Prien – Drei Monate ist es her, dass Babakar Sadikh Segnane nach zwei Jahren in Prien in seine Heimat im Senegal zurückgereist ist.

Seither hat der 32-Jährige in seinem Heimatort Musa viel in die Wege geleitet, um die Landwirtschaft seiner Vorfahren wieder in Gang zu bringen. Was genau sich seither getan hat, erfahren die Priener in dem Projektvortrag „Stationen eines Weges“, der im Februar an zwei Terminen angeboten wird.

Bereits als der Senegalese noch in Prien lebte, wurde das Vorhaben in die Wege geleitet – mit dem Ziel, dass Babakar auf den Feldern rund um Musa eine Landwirtschaft aufbauen kann; zur Versorgung der Menschen im Dorf und um Arbeitsplätze zu schaffen.

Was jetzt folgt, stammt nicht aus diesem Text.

use std::fmt;

use chrono::NaiveDate;
use rust_decimal::Decimal;
use serde::{Deserialize, Serialize};

use crate::error::InputError;
use crate::model::member::Role;
use crate::round2;

/// The three story phases, in strict pipeline order.
#[derive(Debug, Clone, Copy, PartialEq, Eq, PartialOrd, Ord, Hash, Serialize, Deserialize)]
#[serde(rename_all = "lowercase")]
pub enum Phase {
    Sa,
    Dev,
    Qa,
}

impl Phase {
    /// Pipeline order: analysis, then development, then testing.
    pub const ALL: [Self; 3] = [Self::Sa, Self::Dev, Self::Qa];

    /// The roster role that performs this phase.
    #[must_use]
    pub const fn role(self) -> Role {
        match self {
            Self::Sa => Role::Sa,
            Self::Dev => Role::Dev,
            Self::Qa => Role::Qa,
        }
    }

    #[must_use]
    pub const fn as_str(self) -> &'static str {
        match self {
            Self::Sa => "sa",
            Self::Dev => "dev",
            Self::Qa => "qa",
        }
    }
}

impl fmt::Display for Phase {
    fn fmt(&self, f: &mut fmt::Formatter<'_>) -> fmt::Result {
        f.write_str(self.as_str())
    }
}

/// Work-item lifecycle states.
#[derive(Debug, Clone, Copy, PartialEq, Eq, Hash, Serialize, Deserialize)]
#[serde(rename_all = "lowercase")]
pub enum Status {
    New,
    Planned,
    InProgress,
    Done,
}

impl Status {
    #[must_use]
    pub const fn is_done(self) -> bool {
        matches!(self, Self::Done)
    }

    /// Done items never enter a schedule; everything else is plannable.
    #[must_use]
    pub const fn is_plannable(self) -> bool {
        !self.is_done()
    }

    #[must_use]
    pub const fn as_str(self) -> &'static str {
        match self {
            Self::New => "new",
            Self::Planned => "planned",
            Self::InProgress => "inprogress",
            Self::Done => "done",
        }
    }
}

impl fmt::Display for Status {
    fn fmt(&self, f: &mut fmt::Formatter<'_>) -> fmt::Result {
        f.write_str(self.as_str())
    }
}

/// Remaining work hours per phase for one story.
///
/// Derived externally from subtask remaining estimates; the engine only
/// consumes the triple. Immutable — buffering produces a new value.
#[derive(Debug, Clone, Copy, PartialEq, Eq, Default, Serialize, Deserialize)]
pub struct PhaseHours {
    pub sa: Decimal,
    pub dev: Decimal,
    pub qa: Decimal,
}

impl PhaseHours {
    /// Build a triple, rejecting negative components.
    ///
    /// # Errors
    ///
    /// Returns [`InputError::NegativePhaseHours`] when any component is
    /// negative. `key` identifies the offending story in the error.
    pub fn new(sa: Decimal, dev: Decimal, qa: Decimal, key: &str) -> Result<Self, InputError> {
        if sa < Decimal::ZERO || dev < Decimal::ZERO || qa < Decimal::ZERO {
            return Err(InputError::NegativePhaseHours {
                key: key.to_string(),
            });
        }
        Ok(Self { sa, dev, qa })
    }

    #[must_use]
    pub const fn get(self, phase: Phase) -> Decimal {
        match phase {
            Phase::Sa => self.sa,
            Phase::Dev => self.dev,
            Phase::Qa => self.qa,
        }
    }

    /// `true` when all three phases are zero (no estimate at all).
    #[must_use]
    pub fn is_empty(self) -> bool {
        self.sa <= Decimal::ZERO && self.dev <= Decimal::ZERO && self.qa <= Decimal::ZERO
    }

    #[must_use]
    pub fn total(self) -> Decimal {
        self.sa + self.dev + self.qa
    }

    /// Apply a multiplicative risk buffer to every phase.
    ///
    /// Each component becomes `hours × (1 + risk_buffer)` rounded half-up
    /// to two decimal places (e.g. 4h with a 20% buffer → 4.8h).
    #[must_use]
    pub fn buffered(self, risk_buffer: Decimal) -> Self {
        let factor = Decimal::ONE + risk_buffer;
        Self {
            sa: round2(self.sa * factor),
            dev: round2(self.dev * factor),
            qa: round2(self.qa * factor),
        }
    }
}

/// Top-level work item grouping stories.
#[derive(Debug, Clone, PartialEq, Serialize, Deserialize)]
pub struct Epic {
    pub key: String,
    pub priority_score: Decimal,
    pub status: Status,
    #[serde(default)]
    pub due_date: Option<NaiveDate>,
}

/// Unit of schedulable work, reduced to three phase-hour totals.
#[derive(Debug, Clone, PartialEq, Serialize, Deserialize)]
pub struct Story {
    pub key: String,
    pub epic_key: String,
    pub priority_score: Decimal,
    pub status: Status,
    /// Work explicitly paused — excluded from scheduling with a warning.
    #[serde(default)]
    pub flagged: bool,
    /// Keys of stories that must fully complete before this one starts.
    #[serde(default)]
    pub blocked_by: Vec<String>,
    #[serde(default)]
    pub hours: PhaseHours,
    /// Progress pass-through: seconds already logged against this story.
    #[serde(default)]
    pub logged_seconds: u64,
    /// Progress pass-through: originally estimated seconds.
    #[serde(default)]
    pub estimate_seconds: u64,
}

Anfang November war es so weit; Babakar reiste zurück zu seiner Familie. Gemeinsam mit seinen Schwestern hatte er nach dem Tod des Vaters vor sieben Jahren dort Land geerbt. Sein Großvater hatte mit der Landwirtschaft begonnen, sein Vater dachte fortschrittlich, baute eine Wasserversorgung für die Felder auf, sodass diese auch außerhalb der Regenzeit bewirtschaftet werden konnten. Als er starb, fehlte das Geld, um seine Visionen fortzusetzen. Daher verließ der Sohn das Land.

Einige Wochen nach seiner Rückkehr hat ihn die Prienerin Uta Mewes besucht und stellte dabei schnell fest, dass die afrikanische Realität die deutsche Vorstellungskraft sprengt. Soziale und kulturelle Gegebenheiten, klimatische Herausforderungen – all dies ist nur schwer aus der Distanz einzuschätzen. Und auch Babakar musste sich nach langer Abwesenheit erst wieder zurechtfinden.

Inzwischen hat Babakar mit Freunden und Familie einiges umgesetzt. Über Whats app hält er seine Freunde in Prien auf dem Laufenden. Mit großem Stolz schickt er viel Bildmaterial, sodass seine Weggefährten wissen: Die Hühnerzucht läuft, und der Gemüseanbau hat begonnen.

Zwei Gelegenheiten gibt es, bei denen sich alle Interessierten über das Entwicklungshilfeprojekt für Musa informieren können. Der erste Vortrag ist am Freitag, 9. Februar, ab 19 Uhr in der evangelischen Kirche, der zweite am Dienstag, 20. Februar, ab 19.30 Uhr in der Waldorfschule.

Mehrere Ansprechpartner aus dem Helferkreis, der sich um Babakar gebildet hatte, berichten dabei: Uta Mewes erzählt von der Entwicklung des Projektes und ihren Erlebnissen und Beobachtungen im Senegal, Helke Fussell beleuchtet die wirtschaftliche Seite des Projektes. Außerdem wird Anna Heuken anwesend sein, die als nächstes in den Senegal aufbricht, um sich vor Ort einen Einblick zu verschaffen. Träger des Projektes ist im Übrigen der Verein „Moja Kwa Moja, Sei selbst das Projekt“ der von Maximilian Neumayer gegründet wurde, ohne dessen Afrika-Erfahrungen und administrative Unterstützung das Vorhaben nicht möglich gewesen wäre.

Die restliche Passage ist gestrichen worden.